**Activity**
Reproduce exactly, and only, the lines below from the one containing "they are referenced." through the one containing "max_id + 1).as_bytes());".

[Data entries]
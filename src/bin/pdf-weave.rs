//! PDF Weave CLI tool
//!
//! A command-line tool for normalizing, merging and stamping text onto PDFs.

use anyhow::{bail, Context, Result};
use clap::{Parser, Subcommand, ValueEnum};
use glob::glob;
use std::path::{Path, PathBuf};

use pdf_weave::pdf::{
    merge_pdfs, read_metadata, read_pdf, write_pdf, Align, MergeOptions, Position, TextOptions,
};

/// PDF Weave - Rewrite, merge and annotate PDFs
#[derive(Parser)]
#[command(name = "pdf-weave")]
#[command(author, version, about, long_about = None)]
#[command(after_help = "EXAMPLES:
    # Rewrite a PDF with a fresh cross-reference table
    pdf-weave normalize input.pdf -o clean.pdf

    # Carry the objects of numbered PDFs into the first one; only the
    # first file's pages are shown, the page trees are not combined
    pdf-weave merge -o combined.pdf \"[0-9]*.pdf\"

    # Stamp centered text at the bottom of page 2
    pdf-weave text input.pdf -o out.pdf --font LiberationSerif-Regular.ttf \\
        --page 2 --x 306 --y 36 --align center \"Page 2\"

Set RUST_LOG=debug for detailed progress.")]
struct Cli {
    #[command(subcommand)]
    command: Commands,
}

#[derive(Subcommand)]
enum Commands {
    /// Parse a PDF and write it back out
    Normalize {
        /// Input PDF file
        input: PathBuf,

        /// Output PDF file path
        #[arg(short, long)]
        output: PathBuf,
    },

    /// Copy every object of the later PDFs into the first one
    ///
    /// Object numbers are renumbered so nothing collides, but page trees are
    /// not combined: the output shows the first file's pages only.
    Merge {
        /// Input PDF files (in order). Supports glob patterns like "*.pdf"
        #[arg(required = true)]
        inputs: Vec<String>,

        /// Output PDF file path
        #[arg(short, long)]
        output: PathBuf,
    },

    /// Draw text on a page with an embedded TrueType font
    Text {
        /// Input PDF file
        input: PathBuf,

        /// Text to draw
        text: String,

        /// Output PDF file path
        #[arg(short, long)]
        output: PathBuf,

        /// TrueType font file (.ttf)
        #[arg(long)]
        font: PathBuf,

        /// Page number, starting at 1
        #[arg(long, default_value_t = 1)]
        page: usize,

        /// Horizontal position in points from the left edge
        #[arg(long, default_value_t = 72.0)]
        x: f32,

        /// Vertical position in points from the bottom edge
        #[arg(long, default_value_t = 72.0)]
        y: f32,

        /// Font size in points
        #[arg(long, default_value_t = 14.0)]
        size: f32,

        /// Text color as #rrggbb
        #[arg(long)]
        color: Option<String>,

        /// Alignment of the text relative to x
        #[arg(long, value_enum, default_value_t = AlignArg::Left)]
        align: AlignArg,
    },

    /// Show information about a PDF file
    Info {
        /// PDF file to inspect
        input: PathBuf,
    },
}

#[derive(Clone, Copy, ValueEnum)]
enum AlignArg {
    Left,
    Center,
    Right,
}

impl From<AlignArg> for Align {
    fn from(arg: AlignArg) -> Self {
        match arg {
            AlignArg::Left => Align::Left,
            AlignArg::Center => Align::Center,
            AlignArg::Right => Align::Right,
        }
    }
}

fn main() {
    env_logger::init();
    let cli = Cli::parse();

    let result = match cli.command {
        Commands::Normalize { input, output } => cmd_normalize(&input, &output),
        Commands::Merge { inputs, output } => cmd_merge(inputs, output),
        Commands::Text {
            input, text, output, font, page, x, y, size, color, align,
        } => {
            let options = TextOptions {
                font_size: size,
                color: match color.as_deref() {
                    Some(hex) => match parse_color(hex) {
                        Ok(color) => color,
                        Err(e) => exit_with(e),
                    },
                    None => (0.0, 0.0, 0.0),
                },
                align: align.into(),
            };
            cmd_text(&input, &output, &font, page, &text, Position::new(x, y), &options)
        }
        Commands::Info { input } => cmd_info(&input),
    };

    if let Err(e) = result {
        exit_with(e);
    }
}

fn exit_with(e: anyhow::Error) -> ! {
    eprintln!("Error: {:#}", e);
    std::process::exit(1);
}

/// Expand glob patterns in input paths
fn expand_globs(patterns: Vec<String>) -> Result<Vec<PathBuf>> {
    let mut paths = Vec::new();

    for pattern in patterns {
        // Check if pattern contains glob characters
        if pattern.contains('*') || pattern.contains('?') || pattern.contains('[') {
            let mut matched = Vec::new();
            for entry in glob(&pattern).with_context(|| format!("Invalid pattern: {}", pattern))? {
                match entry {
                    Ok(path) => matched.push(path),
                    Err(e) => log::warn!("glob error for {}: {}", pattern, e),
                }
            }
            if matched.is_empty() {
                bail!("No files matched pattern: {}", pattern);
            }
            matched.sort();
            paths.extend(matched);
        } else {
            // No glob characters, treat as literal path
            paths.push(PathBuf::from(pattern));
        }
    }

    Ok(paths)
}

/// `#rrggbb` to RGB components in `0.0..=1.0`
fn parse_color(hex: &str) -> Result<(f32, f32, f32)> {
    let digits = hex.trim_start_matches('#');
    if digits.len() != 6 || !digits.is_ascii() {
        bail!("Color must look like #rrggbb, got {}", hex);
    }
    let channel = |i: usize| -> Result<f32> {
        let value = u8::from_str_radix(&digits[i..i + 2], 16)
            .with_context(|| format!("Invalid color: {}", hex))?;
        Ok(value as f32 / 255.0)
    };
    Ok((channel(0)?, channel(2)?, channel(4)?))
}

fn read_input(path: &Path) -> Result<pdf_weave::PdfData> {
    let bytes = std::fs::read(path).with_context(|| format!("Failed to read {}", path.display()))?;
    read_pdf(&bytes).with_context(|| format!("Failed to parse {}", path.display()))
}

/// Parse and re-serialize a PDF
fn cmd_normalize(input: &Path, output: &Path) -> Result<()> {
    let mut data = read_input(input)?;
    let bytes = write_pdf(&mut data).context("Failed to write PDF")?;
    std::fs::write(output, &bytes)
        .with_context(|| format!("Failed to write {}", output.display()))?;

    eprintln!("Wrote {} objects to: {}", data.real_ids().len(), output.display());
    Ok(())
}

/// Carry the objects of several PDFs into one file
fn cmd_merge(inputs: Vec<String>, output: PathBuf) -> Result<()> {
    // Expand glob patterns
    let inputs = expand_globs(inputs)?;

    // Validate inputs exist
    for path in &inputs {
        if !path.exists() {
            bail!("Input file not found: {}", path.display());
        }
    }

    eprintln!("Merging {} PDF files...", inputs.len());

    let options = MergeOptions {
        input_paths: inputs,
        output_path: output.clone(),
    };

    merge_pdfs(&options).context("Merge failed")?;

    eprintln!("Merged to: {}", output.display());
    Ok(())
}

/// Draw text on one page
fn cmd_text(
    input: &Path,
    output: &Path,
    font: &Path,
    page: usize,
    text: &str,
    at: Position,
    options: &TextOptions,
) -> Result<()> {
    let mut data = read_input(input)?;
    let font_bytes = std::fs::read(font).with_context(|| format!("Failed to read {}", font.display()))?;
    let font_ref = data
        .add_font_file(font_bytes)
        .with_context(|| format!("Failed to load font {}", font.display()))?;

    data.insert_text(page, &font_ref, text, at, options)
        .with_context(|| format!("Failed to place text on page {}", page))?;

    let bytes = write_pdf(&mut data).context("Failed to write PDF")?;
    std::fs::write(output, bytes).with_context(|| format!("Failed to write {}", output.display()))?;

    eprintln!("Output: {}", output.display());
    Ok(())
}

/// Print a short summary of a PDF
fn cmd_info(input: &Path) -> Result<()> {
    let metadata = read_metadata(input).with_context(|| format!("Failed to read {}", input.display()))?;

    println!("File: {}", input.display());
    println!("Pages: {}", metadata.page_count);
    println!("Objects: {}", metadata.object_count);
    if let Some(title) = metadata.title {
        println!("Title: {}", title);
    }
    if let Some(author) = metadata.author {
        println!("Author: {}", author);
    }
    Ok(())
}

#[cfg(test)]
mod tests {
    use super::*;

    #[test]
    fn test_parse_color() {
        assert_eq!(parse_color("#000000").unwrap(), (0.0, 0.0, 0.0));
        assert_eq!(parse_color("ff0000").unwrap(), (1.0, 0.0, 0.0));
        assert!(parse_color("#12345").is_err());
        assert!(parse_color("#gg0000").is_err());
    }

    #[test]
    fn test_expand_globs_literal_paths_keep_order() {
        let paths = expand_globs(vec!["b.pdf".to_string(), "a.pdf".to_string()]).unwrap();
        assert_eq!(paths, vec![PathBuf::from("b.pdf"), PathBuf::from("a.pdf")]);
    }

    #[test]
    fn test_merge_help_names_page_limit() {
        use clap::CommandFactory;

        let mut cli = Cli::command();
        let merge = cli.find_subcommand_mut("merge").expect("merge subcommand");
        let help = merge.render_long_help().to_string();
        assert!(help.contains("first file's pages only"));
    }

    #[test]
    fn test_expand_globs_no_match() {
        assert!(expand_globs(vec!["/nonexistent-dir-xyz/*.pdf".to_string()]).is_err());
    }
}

...

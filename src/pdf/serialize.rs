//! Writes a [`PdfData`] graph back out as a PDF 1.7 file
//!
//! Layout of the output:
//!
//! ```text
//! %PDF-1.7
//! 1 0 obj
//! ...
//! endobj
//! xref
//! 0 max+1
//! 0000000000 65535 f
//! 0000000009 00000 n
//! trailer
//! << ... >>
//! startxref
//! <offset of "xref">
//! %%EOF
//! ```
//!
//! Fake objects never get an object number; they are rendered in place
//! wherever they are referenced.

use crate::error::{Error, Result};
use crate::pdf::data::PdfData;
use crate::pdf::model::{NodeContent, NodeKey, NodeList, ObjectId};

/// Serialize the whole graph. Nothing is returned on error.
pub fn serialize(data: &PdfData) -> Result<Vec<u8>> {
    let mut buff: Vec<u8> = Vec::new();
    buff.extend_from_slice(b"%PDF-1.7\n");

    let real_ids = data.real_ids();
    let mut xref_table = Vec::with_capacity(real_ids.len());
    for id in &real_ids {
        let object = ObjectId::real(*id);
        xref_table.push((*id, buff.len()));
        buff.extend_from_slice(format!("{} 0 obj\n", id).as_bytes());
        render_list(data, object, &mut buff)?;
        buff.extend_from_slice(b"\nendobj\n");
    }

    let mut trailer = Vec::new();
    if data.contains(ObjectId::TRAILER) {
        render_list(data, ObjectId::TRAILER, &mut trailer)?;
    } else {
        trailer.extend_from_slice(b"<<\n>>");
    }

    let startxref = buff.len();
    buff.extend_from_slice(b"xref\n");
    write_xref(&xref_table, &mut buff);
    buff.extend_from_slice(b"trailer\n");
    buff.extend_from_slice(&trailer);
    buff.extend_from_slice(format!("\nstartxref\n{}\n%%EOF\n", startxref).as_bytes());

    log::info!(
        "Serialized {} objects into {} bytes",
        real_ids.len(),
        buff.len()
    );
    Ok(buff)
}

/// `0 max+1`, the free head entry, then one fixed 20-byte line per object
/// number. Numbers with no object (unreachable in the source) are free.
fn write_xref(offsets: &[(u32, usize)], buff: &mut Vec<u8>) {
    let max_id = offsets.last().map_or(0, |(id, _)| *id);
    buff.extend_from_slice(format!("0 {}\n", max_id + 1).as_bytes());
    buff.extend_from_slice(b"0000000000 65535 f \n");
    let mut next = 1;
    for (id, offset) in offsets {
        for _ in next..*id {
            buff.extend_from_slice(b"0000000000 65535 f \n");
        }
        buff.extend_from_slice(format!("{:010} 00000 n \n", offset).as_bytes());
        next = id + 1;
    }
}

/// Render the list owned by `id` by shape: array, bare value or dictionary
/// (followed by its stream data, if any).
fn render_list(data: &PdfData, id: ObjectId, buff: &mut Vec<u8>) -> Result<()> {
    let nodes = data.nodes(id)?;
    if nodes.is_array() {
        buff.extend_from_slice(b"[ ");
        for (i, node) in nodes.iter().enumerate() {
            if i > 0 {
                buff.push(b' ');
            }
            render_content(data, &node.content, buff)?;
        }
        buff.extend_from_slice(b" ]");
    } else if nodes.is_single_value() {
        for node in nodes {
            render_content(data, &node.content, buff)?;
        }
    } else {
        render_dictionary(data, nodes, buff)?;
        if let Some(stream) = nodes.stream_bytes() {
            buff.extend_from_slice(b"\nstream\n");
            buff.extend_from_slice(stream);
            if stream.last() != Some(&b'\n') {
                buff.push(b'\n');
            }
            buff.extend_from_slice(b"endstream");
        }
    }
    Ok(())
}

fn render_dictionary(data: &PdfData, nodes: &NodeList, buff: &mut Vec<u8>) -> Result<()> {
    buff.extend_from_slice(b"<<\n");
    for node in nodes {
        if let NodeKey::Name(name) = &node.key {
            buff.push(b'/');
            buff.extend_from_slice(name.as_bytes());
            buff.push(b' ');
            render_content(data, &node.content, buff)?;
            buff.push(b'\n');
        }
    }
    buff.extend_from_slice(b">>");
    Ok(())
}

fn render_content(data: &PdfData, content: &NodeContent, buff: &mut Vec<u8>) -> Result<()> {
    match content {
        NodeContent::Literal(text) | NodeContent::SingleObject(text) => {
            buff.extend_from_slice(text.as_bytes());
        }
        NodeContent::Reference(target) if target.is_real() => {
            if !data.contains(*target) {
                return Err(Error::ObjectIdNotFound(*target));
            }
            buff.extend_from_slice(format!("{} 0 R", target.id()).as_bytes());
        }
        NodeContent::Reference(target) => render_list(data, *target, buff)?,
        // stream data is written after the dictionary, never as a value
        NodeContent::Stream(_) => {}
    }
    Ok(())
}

**Task answer**
//! wherever they are referenced.

use crate::error::{Error, Result};
use crate::pdf::data::PdfData;
use crate::pdf::model::{NodeContent, NodeKey, NodeList, ObjectId};

/// Serialize the whole graph. Nothing is returned on error.
pub fn serialize(data: &PdfData) -> Result<Vec<u8>> {
    let mut buff: Vec<u8> = Vec::new();
    buff.extend_from_slice(b"%PDF-1.7\n");

    let real_ids = data.real_ids();
    let mut xref_table = Vec::with_capacity(real_ids.len());
    for id in &real_ids {
        let object = ObjectId::real(*id);
        xref_table.push((*id, buff.len()));
        buff.extend_from_slice(format!("{} 0 obj\n", id).as_bytes());
        render_list(data, object, &mut buff)?;
        buff.extend_from_slice(b"\nendobj\n");
    }

    let mut trailer = Vec::new();
    if data.contains(ObjectId::TRAILER) {
        render_list(data, ObjectId::TRAILER, &mut trailer)?;
    } else {
        trailer.extend_from_slice(b"<<\n>>");
    }

    let startxref = buff.len();
    buff.extend_from_slice(b"xref\n");
    write_xref(&xref_table, &mut buff);
    buff.extend_from_slice(b"trailer\n");
    buff.extend_from_slice(&trailer);
    buff.extend_from_slice(format!("\nstartxref\n{}\n%%EOF\n", startxref).as_bytes());

    log::info!(
        "Serialized {} objects into {} bytes",
        real_ids.len(),
        buff.len()
    );
    Ok(buff)
}

/// `0 max+1`, the free head entry, then one fixed 20-byte line per object
/// number. Numbers with no object (unreachable in the source) are free.
fn write_xref(offsets: &[(u32, usize)], buff: &mut Vec<u8>) {
    let max_id = offsets.last().map_or(0, |(id, _)| *id);
    buff.extend_from_slice(format!("0 {}\n", max_id + 1).as_bytes());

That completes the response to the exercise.